▸ INSTRUCTIONS TO FOLLOW: Line by line, retype the material below exactly, from its first line up to and including the one holding "use actix_session::SessionMiddleware;".

▸ INPUT DATA:
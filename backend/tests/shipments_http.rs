//! End-to-end HTTP behaviour over the in-memory adapters.
//!
//! The app is assembled the same way the server does it: session cookies,
//! trace identifiers, the JSON error handlers and the 404 fallback all sit in
//! front of the real services.

use std::sync::Arc;

use actix_session::SessionMiddleware;
use actix_session::config::{CookieContentSecurity, PersistentSession};
use actix_session::storage::CookieSessionStore;
use actix_web::body::MessageBody;
use actix_web::cookie::{Cookie, Key, SameSite, time::Duration as CookieDuration};
use actix_web::dev::{Service, ServiceResponse};
use actix_web::http::StatusCode;
use actix_web::{App, test as actix_test, web};
use mockable::DefaultClock;
use rstest::rstest;
use serde_json::{Value, json};

use shipment_backend::Trace;
use shipment_backend::inbound::http::error::{
    json_error_handler, path_error_handler, query_error_handler, route_not_found,
};
use shipment_backend::inbound::http::shipments;
use shipment_backend::inbound::http::users::{current_user, login, logout, register};
use shipment_backend::outbound::memory::{InMemoryShipmentRepository, InMemoryUserRepository};
use shipment_backend::services::ServiceGraph;

macro_rules! shipment_app {
    () => {{
        let graph = ServiceGraph::assemble(
            Arc::new(InMemoryUserRepository::new()),
            Arc::new(InMemoryShipmentRepository::new()),
            Arc::new(DefaultClock),
        );
        let session = SessionMiddleware::builder(CookieSessionStore::default(), Key::generate())
            .cookie_name("session".into())
            .cookie_secure(false)
            .cookie_http_only(true)
            .cookie_content_security(CookieContentSecurity::Private)
            .cookie_same_site(SameSite::Lax)
            .session_lifecycle(PersistentSession::default().session_ttl(CookieDuration::hours(2)))
            .build();
        actix_test::init_service(
            App::new()
                .app_data(web::Data::new(graph.http_state))
                .app_data(web::JsonConfig::default().error_handler(json_error_handler))
                .app_data(web::QueryConfig::default().error_handler(query_error_handler))
                .app_data(web::PathConfig::default().error_handler(path_error_handler))
                .wrap(Trace)
                .service(
                    web::scope("/api/v1")
                        .wrap(session)
                        .service(login)
                        .service(register)
                        .service(logout)
                        .service(current_user)
                        .configure(shipments::configure),
                )
                .default_service(web::to(route_not_found)),
        )
        .await
    }};
}

async fn call<S, B>(app: &S, request: actix_http::Request) -> (StatusCode, Value)
where
    S: Service<actix_http::Request, Response = ServiceResponse<B>, Error = actix_web::Error>,
    B: MessageBody,
{
    let res = actix_test::call_service(app, request).await;
    let status = res.status();
    let bytes = actix_test::read_body(res).await;
    let body = if bytes.is_empty() {
        Value::Null
    } else {
        serde_json::from_slice(&bytes).expect("json body")
    };
    (status, body)
}

async fn sign_up<S, B>(app: &S, username: &str) -> Cookie<'static>
where
    S: Service<actix_http::Request, Response = ServiceResponse<B>, Error = actix_web::Error>,
    B: MessageBody,
{
    let (status, _) = call(
        app,
        actix_test::TestRequest::post()
            .uri("/api/v1/register")
            .set_json(json!({
                "username": username,
                "email": format!("{username}@example.com"),
                "password": "parcel-pass",
                "fullName": format!("{username} desk"),
            }))
            .to_request(),
    )
    .await;
    assert_eq!(status, StatusCode::CREATED, "register {username}");

    let res = actix_test::call_service(
        app,
        actix_test::TestRequest::post()
            .uri("/api/v1/login")
            .set_json(json!({"username": username, "password": "parcel-pass"}))
            .to_request(),
    )
    .await;
    assert_eq!(res.status(), StatusCode::OK, "login {username}");
    res.response()
        .cookies()
        .find(|cookie| cookie.name() == "session")
        .expect("session cookie")
        .into_owned()
}

fn shipment_body(tracking: &str, status: &str, eta: &str) -> Value {
    json!({
        "trackingNumber": tracking,
        "destinationAddress": "12 Harbour Road, Leith",
        "status": status,
        "isFragile": false,
        "shipDate": "2024-01-02",
        "estimatedDeliveryDate": eta,
    })
}

async fn create<S, B>(app: &S, cookie: &Cookie<'static>, body: Value) -> (StatusCode, Value)
where
    S: Service<actix_http::Request, Response = ServiceResponse<B>, Error = actix_web::Error>,
    B: MessageBody,
{
    call(
        app,
        actix_test::TestRequest::post()
            .uri("/api/v1/shipments")
            .cookie(cookie.clone())
            .set_json(body)
            .to_request(),
    )
    .await
}

fn get(uri: &str, cookie: &Cookie<'static>) -> actix_http::Request {
    actix_test::TestRequest::get()
        .uri(uri)
        .cookie(cookie.clone())
        .to_request()
}

#[rstest]
#[actix_rt::test]
async fn shipment_lifecycle_round_trips_through_the_api() {
    let app = shipment_app!();
    let cookie = sign_up(&app, "harbour").await;

    let (status, created) = create(
        &app,
        &cookie,
        shipment_body("TRK-LIFE-1", "IN_TRANSIT", "2999-06-01"),
    )
    .await;
    assert_eq!(status, StatusCode::CREATED);
    assert_eq!(created["deliveryForecast"]["label"], "On schedule");
    let id = created["id"].as_str().expect("id").to_owned();

    let (status, fetched) = call(&app, get(&format!("/api/v1/shipments/{id}"), &cookie)).await;
    assert_eq!(status, StatusCode::OK);
    assert_eq!(fetched["trackingNumber"], "TRK-LIFE-1");

    let (status, updated) = call(
        &app,
        actix_test::TestRequest::put()
            .uri(&format!("/api/v1/shipments/{id}"))
            .cookie(cookie.clone())
            .set_json(json!({"status": "DELIVERED"}))
            .to_request(),
    )
    .await;
    assert_eq!(status, StatusCode::OK);
    assert_eq!(updated["status"], "DELIVERED");
    assert_eq!(updated["trackingNumber"], "TRK-LIFE-1");
    assert_eq!(updated["deliveryForecast"]["label"], "Delivered successfully");

    let (status, summary) = call(&app, get("/api/v1/shipments/stats/summary", &cookie)).await;
    assert_eq!(status, StatusCode::OK);
    assert_eq!(summary["total"], 1);
    assert_eq!(summary["delivered"], 1);

    let (status, _) = call(
        &app,
        actix_test::TestRequest::delete()
            .uri(&format!("/api/v1/shipments/{id}"))
            .cookie(cookie.clone())
            .to_request(),
    )
    .await;
    assert_eq!(status, StatusCode::NO_CONTENT);

    let (status, body) = call(&app, get(&format!("/api/v1/shipments/{id}"), &cookie)).await;
    assert_eq!(status, StatusCode::NOT_FOUND);
    assert_eq!(body["code"], "not_found");
}

#[rstest]
#[actix_rt::test]
async fn owners_cannot_see_each_others_shipments_but_share_tracking_numbers() {
    let app = shipment_app!();
    let alice = sign_up(&app, "alice").await;
    let bob = sign_up(&app, "bobby").await;

    let (status, created) = create(
        &app,
        &alice,
        shipment_body("TRK-SHARED", "PENDING", "2999-01-01"),
    )
    .await;
    assert_eq!(status, StatusCode::CREATED);
    let id = created["id"].as_str().expect("id").to_owned();

    let (status, _) = call(&app, get(&format!("/api/v1/shipments/{id}"), &bob)).await;
    assert_eq!(status, StatusCode::NOT_FOUND);

    let (status, body) = create(&app, &bob, shipment_body("TRK-SHARED", "PENDING", "2999-01-01")).await;
    assert_eq!(status, StatusCode::CONFLICT);
    assert_eq!(body["code"], "conflict");

    let (status, listing) = call(&app, get("/api/v1/shipments", &bob)).await;
    assert_eq!(status, StatusCode::OK);
    assert_eq!(listing["pagination"]["totalItems"], 0);
    assert_eq!(listing["pagination"]["totalPages"], 0);
}

#[rstest]
#[actix_rt::test]
async fn listing_pages_filters_and_links() {
    let app = shipment_app!();
    let cookie = sign_up(&app, "paging").await;
    for (tracking, status) in [
        ("TRK-P-1", "IN_TRANSIT"),
        ("TRK-P-2", "IN_TRANSIT"),
        ("TRK-P-3", "IN_TRANSIT"),
        ("TRK-P-4", "DELAYED"),
    ] {
        let (code, _) = create(&app, &cookie, shipment_body(tracking, status, "2999-03-01")).await;
        assert_eq!(code, StatusCode::CREATED);
    }

    let (status, body) = call(
        &app,
        get(
            "/api/v1/shipments?status=IN_TRANSIT&sortBy=trackingNumber&sortOrder=asc&page=2&limit=2",
            &cookie,
        ),
    )
    .await;
    assert_eq!(status, StatusCode::OK);
    let shipments = body["shipments"].as_array().expect("shipments array");
    assert_eq!(shipments.len(), 1);
    assert_eq!(shipments.first().expect("row")["trackingNumber"], "TRK-P-3");
    assert_eq!(body["pagination"]["currentPage"], 2);
    assert_eq!(body["pagination"]["totalPages"], 2);
    assert_eq!(body["pagination"]["totalItems"], 3);
    assert!(body["links"]["prev"].is_string());
    assert!(body["links"].get("next").is_none());

    let (status, body) = call(&app, get("/api/v1/shipments?search=p-4", &cookie)).await;
    assert_eq!(status, StatusCode::OK);
    assert_eq!(body["pagination"]["totalItems"], 1);
}

#[rstest]
#[actix_rt::test]
async fn past_estimates_are_reported_overdue() {
    let app = shipment_app!();
    let cookie = sign_up(&app, "latecomer").await;

    let (status, created) = create(
        &app,
        &cookie,
        shipment_body("TRK-LATE", "OUT_FOR_DELIVERY", "2024-01-05"),
    )
    .await;
    assert_eq!(status, StatusCode::CREATED);
    assert_eq!(created["deliveryForecast"]["label"], "Overdue");
    assert_eq!(created["deliveryForecast"]["tone"], "overdue");
}

#[rstest]
#[actix_rt::test]
async fn shipments_require_a_session() {
    let app = shipment_app!();

    let res = actix_test::call_service(
        &app,
        actix_test::TestRequest::get()
            .uri("/api/v1/shipments")
            .to_request(),
    )
    .await;
    assert_eq!(res.status(), StatusCode::UNAUTHORIZED);
    assert!(res.headers().contains_key("trace-id"));
}

#[rstest]
#[actix_rt::test]
async fn logout_ends_access() {
    let app = shipment_app!();
    let cookie = sign_up(&app, "leaving").await;

    let res = actix_test::call_service(
        &app,
        actix_test::TestRequest::post()
            .uri("/api/v1/logout")
            .cookie(cookie)
            .to_request(),
    )
    .await;
    assert_eq!(res.status(), StatusCode::NO_CONTENT);
    let cleared = res
        .response()
        .cookies()
        .find(|c| c.name() == "session")
        .expect("removal cookie")
        .into_owned();

    let (status, _) = call(&app, get("/api/v1/users/me", &cleared)).await;
    assert_eq!(status, StatusCode::UNAUTHORIZED);
}
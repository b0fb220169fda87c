//! Test helpers for inbound HTTP components.

use actix_session::{SessionMiddleware, storage::CookieSessionStore};
use actix_web::cookie::{Cookie, Key};
use actix_web::dev::ServiceResponse;
use std::sync::Arc;

use crate::domain::UserId;
use crate::domain::ports::{
    MockAccountRegistration, MockLoginService, MockShipmentCommand, MockShipmentQuery,
    MockUsersQuery,
};
use crate::inbound::http::state::HttpState;

/// Name of the session cookie used by the test middleware.
pub const SESSION_COOKIE: &str = "session";

/// Build a session middleware configured for tests.
///
/// - Generates a fresh signing/encryption key per invocation.
/// - Sets the cookie name to `session` and disables the `Secure` flag for
///   local HTTP tests.
pub fn test_session_middleware() -> SessionMiddleware<CookieSessionStore> {
    SessionMiddleware::builder(CookieSessionStore::default(), Key::generate())
        .cookie_name(SESSION_COOKIE.to_owned())
        .cookie_secure(false)
        .build()
}

/// Pull the session cookie out of a response, panicking when it is absent.
pub fn session_cookie<B>(response: &ServiceResponse<B>) -> Cookie<'static> {
    response
        .response()
        .cookies()
        .find(|cookie| cookie.name() == SESSION_COOKIE)
        .map(Cookie::into_owned)
        .expect("response should set the session cookie")
}

/// Mock driving ports, converted into [`HttpState`] once expectations are
/// set. Ports a test leaves untouched panic if a handler calls them.
#[derive(Default)]
pub struct MockPorts {
    /// `POST /login`
    pub login: MockLoginService,
    /// `POST /register`
    pub registration: MockAccountRegistration,
    /// `GET /users/me`
    pub users: MockUsersQuery,
    /// Shipment mutations.
    pub shipments: MockShipmentCommand,
    /// Shipment reads.
    pub shipments_query: MockShipmentQuery,
}

impl MockPorts {
    /// Wrap the mocks for `web::Data`.
    pub fn into_state(self) -> HttpState {
        HttpState {
            login: Arc::new(self.login),
            registration: Arc::new(self.registration),
            users: Arc::new(self.users),
            shipments: Arc::new(self.shipments),
            shipments_query: Arc::new(self.shipments_query),
        }
    }
}

/// Identity used by handler tests that need a signed-in caller.
pub fn fixture_user_id() -> UserId {
    UserId::new("3fa85f64-5717-4562-b3fc-2c963f66afa6").expect("fixture user id")
}
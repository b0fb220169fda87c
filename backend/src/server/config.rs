//! HTTP server configuration object and helpers.

use std::net::SocketAddr;

use actix_web::cookie::{Key, SameSite};
#[cfg(feature = "metrics")]
use actix_web_prom::PrometheusMetrics;
use shipment_backend::inbound::http::session_config::SessionSettings;
use shipment_backend::outbound::persistence::DbPool;

/// Builder-style configuration for creating the HTTP server.
pub struct ServerConfig {
    pub(crate) key: Key,
    pub(crate) cookie_secure: bool,
    pub(crate) same_site: SameSite,
    pub(crate) bind_addr: SocketAddr,
    pub(crate) db_pool: Option<DbPool>,
    pub(crate) seed_demo_data: bool,
    #[cfg(feature = "metrics")]
    pub(crate) prometheus: Option<PrometheusMetrics>,
}

impl ServerConfig {
    /// Construct a configuration from validated session settings.
    #[must_use]
    pub fn new(session: SessionSettings, bind_addr: SocketAddr) -> Self {
        let SessionSettings {
            key,
            cookie_secure,
            same_site,
        } = session;
        Self {
            key,
            cookie_secure,
            same_site,
            bind_addr,
            db_pool: None,
            seed_demo_data: false,
            #[cfg(feature = "metrics")]
            prometheus: None,
        }
    }

    /// Persist through PostgreSQL instead of process memory.
    #[must_use]
    pub fn with_db_pool(mut self, pool: DbPool) -> Self {
        self.db_pool = Some(pool);
        self
    }

    /// Seed the demo account and sample shipments before serving.
    #[must_use]
    pub fn with_demo_data(mut self, enabled: bool) -> Self {
        self.seed_demo_data = enabled;
        self
    }

    #[cfg(feature = "metrics")]
    /// Attach Prometheus middleware to the configuration.
    #[must_use]
    pub fn with_metrics(mut self, prometheus: Option<PrometheusMetrics>) -> Self {
        self.prometheus = prometheus;
        self
    }
}
//! Optional Prometheus middleware.
//!
//! Prometheus collection is decided at startup, but `App::wrap` needs one
//! concrete middleware type. [`MetricsLayer`] boxes both outcomes behind the
//! same transform so the factory closure stays monomorphic.

use actix_service::{
    Service, ServiceExt as _, Transform,
    boxed::{self, BoxService},
};
use actix_web::body::{BoxBody, MessageBody};
use actix_web::dev::{ServiceRequest, ServiceResponse};
use actix_web::middleware::Compat;
use actix_web_prom::PrometheusMetrics;
use futures_util::future::LocalBoxFuture;
use std::sync::Arc;

type BoxedShipmentService = BoxService<ServiceRequest, ServiceResponse<BoxBody>, actix_web::Error>;

/// Request metrics middleware, or a pass-through when collection is off.
#[derive(Clone)]
pub(crate) enum MetricsLayer {
    Enabled(Arc<PrometheusMetrics>),
    Disabled,
}

impl MetricsLayer {
    #[must_use]
    pub(crate) fn from_option(metrics: Option<PrometheusMetrics>) -> Self {
        metrics.map_or(Self::Disabled, |inner| Self::Enabled(Arc::new(inner)))
    }
}

impl<S, B> Transform<S, ServiceRequest> for MetricsLayer
where
    S: Service<ServiceRequest, Response = ServiceResponse<B>, Error = actix_web::Error> + 'static,
    B: MessageBody + 'static,
{
    type Response = ServiceResponse<BoxBody>;
    type Error = actix_web::Error;
    type InitError = ();
    type Transform = BoxedShipmentService;
    type Future = LocalBoxFuture<'static, Result<Self::Transform, Self::InitError>>;

    fn new_transform(&self, service: S) -> Self::Future {
        match self {
            Self::Enabled(metrics) => {
                let pending = Compat::new((**metrics).clone()).new_transform(service);
                Box::pin(async move { Ok(boxed::service(pending.await?)) })
            }
            Self::Disabled => {
                let passthrough =
                    service.map(|res: ServiceResponse<B>| res.map_into_boxed_body());
                Box::pin(async move { Ok(boxed::service(passthrough)) })
            }
        }
    }
}

#[cfg(test)]
mod tests {
    use actix_web::http::StatusCode;
    use actix_web::{App, HttpResponse, test as actix_test, web};
    use actix_web_prom::PrometheusMetricsBuilder;
    use rstest::rstest;

    use super::*;

    #[rstest]
    #[actix_rt::test]
    async fn disabled_layer_passes_requests_through() {
        let app = actix_test::init_service(
            App::new()
                .wrap(MetricsLayer::from_option(None))
                .route("/ping", web::get().to(|| async { HttpResponse::Ok().finish() })),
        )
        .await;

        let res =
            actix_test::call_service(&app, actix_test::TestRequest::get().uri("/ping").to_request())
                .await;
        assert_eq!(res.status(), StatusCode::OK);
    }

    #[rstest]
    #[actix_rt::test]
    async fn enabled_layer_serves_the_metrics_endpoint() {
        let prometheus = PrometheusMetricsBuilder::new("shipments_test")
            .endpoint("/metrics")
            .build()
            .expect("prometheus middleware");
        let app = actix_test::init_service(
            App::new()
                .wrap(MetricsLayer::from_option(Some(prometheus)))
                .route("/ping", web::get().to(|| async { HttpResponse::Ok().finish() })),
        )
        .await;

        let ping =
            actix_test::call_service(&app, actix_test::TestRequest::get().uri("/ping").to_request())
                .await;
        assert_eq!(ping.status(), StatusCode::OK);
        let res = actix_test::call_service(
            &app,
            actix_test::TestRequest::get().uri("/metrics").to_request(),
        )
        .await;
        assert_eq!(res.status(), StatusCode::OK);
    }
}
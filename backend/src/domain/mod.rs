//! Domain layer: entities, value types, ports and services.
//!
//! Nothing in this module knows about HTTP or SQL. Inbound adapters call the
//! driving ports in [`ports`]; outbound adapters implement the driven ones.

pub mod account_service;
pub mod auth;
pub mod demo_data;
pub mod error;
pub mod ports;
pub mod shipment;
pub mod shipment_service;
pub mod trace_id;
pub mod user;

pub use self::account_service::AccountService;
pub use self::auth::{
    LoginCredentials, LoginValidationError, PASSWORD_MIN, Registration, RegistrationField,
    RegistrationInput, RegistrationValidationError,
};
pub use self::demo_data::{DEMO_PASSWORD, DEMO_USERNAME, DemoDataSeeder, DemoSeedOutcome};
pub use self::error::{Error, ErrorCode, ErrorValidationError};
pub use self::shipment::*;
pub use self::shipment_service::{ShipmentCommandService, ShipmentQueryService};
pub use self::trace_id::{TRACE_ID_HEADER, TraceId};
pub use self::user::{
    DisplayName, EmailAddress, Role, User, UserId, UserValidationError, Username,
};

▸ EXERCISE OUTPUT:
filename backend/tests/shipments_http.rs
//! End-to-end HTTP behaviour over the in-memory adapters.
//!
//! The app is assembled the same way the server does it: session cookies,
//! trace identifiers, the JSON error handlers and the 404 fallback all sit in
//! front of the real services.

use std::sync::Arc;

use actix_session::SessionMiddleware;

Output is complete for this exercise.